» **What is required**
Given the entries that follow, write out exactly the lines starting at the one containing "pub fn remaining_time_at(expires_at: &str, now_ms: i64)" and ending at the one containing "let hours = remaining_ms / MS_PER_HOUR;", both ends included, and only those.

(Items from a dataset)

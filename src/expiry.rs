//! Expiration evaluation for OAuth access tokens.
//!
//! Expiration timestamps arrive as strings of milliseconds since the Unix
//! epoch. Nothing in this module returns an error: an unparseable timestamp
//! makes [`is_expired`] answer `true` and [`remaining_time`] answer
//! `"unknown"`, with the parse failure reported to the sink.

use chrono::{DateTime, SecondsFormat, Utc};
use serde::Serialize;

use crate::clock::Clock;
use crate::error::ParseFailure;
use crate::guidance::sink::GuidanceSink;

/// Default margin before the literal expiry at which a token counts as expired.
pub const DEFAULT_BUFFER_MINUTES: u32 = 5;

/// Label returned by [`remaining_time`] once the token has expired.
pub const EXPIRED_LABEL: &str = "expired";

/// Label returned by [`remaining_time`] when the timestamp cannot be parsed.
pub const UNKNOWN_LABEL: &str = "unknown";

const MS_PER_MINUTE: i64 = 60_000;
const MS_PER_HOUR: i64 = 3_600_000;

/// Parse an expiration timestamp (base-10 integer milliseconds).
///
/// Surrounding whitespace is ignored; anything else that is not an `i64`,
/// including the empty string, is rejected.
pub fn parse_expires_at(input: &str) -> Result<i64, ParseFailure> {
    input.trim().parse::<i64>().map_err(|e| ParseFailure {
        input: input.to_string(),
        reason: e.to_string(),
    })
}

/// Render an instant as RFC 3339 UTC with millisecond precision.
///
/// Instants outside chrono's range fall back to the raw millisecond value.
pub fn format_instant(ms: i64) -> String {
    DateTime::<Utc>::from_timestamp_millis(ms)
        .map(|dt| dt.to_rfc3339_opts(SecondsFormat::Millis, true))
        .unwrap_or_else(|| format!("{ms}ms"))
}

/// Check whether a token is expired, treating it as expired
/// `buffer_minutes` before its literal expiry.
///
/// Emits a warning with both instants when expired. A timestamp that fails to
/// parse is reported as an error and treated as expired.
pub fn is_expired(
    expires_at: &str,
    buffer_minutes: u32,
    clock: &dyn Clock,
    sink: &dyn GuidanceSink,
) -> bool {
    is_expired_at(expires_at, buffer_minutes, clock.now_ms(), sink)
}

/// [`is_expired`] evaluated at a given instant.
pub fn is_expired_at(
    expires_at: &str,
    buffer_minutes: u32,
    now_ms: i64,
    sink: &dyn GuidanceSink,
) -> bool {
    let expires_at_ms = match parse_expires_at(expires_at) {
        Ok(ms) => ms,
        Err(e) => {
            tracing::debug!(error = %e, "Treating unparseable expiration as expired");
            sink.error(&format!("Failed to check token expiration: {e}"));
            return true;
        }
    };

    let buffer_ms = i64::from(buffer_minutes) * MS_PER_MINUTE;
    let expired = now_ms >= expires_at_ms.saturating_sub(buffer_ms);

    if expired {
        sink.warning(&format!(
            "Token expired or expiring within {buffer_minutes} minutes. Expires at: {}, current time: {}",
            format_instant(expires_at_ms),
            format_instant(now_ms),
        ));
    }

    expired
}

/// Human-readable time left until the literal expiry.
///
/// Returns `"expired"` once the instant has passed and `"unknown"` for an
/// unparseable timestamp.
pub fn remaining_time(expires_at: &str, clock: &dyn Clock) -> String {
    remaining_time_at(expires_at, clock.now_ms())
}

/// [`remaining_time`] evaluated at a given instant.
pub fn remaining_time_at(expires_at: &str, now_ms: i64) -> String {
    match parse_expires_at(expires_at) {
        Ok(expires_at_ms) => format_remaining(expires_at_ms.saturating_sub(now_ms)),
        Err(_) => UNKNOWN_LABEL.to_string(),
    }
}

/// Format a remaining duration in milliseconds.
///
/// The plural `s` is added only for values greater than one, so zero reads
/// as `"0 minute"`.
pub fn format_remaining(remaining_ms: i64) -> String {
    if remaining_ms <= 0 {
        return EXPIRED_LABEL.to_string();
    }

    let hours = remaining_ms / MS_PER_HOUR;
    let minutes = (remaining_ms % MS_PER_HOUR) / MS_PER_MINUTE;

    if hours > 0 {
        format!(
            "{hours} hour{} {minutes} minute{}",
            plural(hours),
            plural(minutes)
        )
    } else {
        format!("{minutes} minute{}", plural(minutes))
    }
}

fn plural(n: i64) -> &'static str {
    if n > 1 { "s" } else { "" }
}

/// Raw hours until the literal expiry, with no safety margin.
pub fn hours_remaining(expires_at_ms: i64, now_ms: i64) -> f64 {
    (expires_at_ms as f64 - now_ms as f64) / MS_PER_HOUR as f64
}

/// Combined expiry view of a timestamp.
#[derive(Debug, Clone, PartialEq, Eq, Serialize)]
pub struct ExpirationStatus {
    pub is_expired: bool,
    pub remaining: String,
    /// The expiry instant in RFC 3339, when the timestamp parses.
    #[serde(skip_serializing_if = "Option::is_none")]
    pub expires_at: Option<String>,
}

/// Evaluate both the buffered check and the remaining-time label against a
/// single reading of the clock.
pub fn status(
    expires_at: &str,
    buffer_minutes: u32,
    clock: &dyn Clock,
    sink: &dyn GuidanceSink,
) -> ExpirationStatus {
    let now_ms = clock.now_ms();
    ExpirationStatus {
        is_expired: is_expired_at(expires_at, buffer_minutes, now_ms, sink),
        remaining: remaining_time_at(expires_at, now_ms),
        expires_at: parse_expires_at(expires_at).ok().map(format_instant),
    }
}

» **Your response**
pub fn remaining_time_at(expires_at: &str, now_ms: i64) -> String {
    match parse_expires_at(expires_at) {
        Ok(expires_at_ms) => format_remaining(expires_at_ms.saturating_sub(now_ms)),
        Err(_) => UNKNOWN_LABEL.to_string(),
    }
}

/// Format a remaining duration in milliseconds.
///
/// The plural `s` is added only for values greater than one, so zero reads
/// as `"0 minute"`.
pub fn format_remaining(remaining_ms: i64) -> String {
    if remaining_ms <= 0 {
        return EXPIRED_LABEL.to_string();
    }

    let hours = remaining_ms / MS_PER_HOUR;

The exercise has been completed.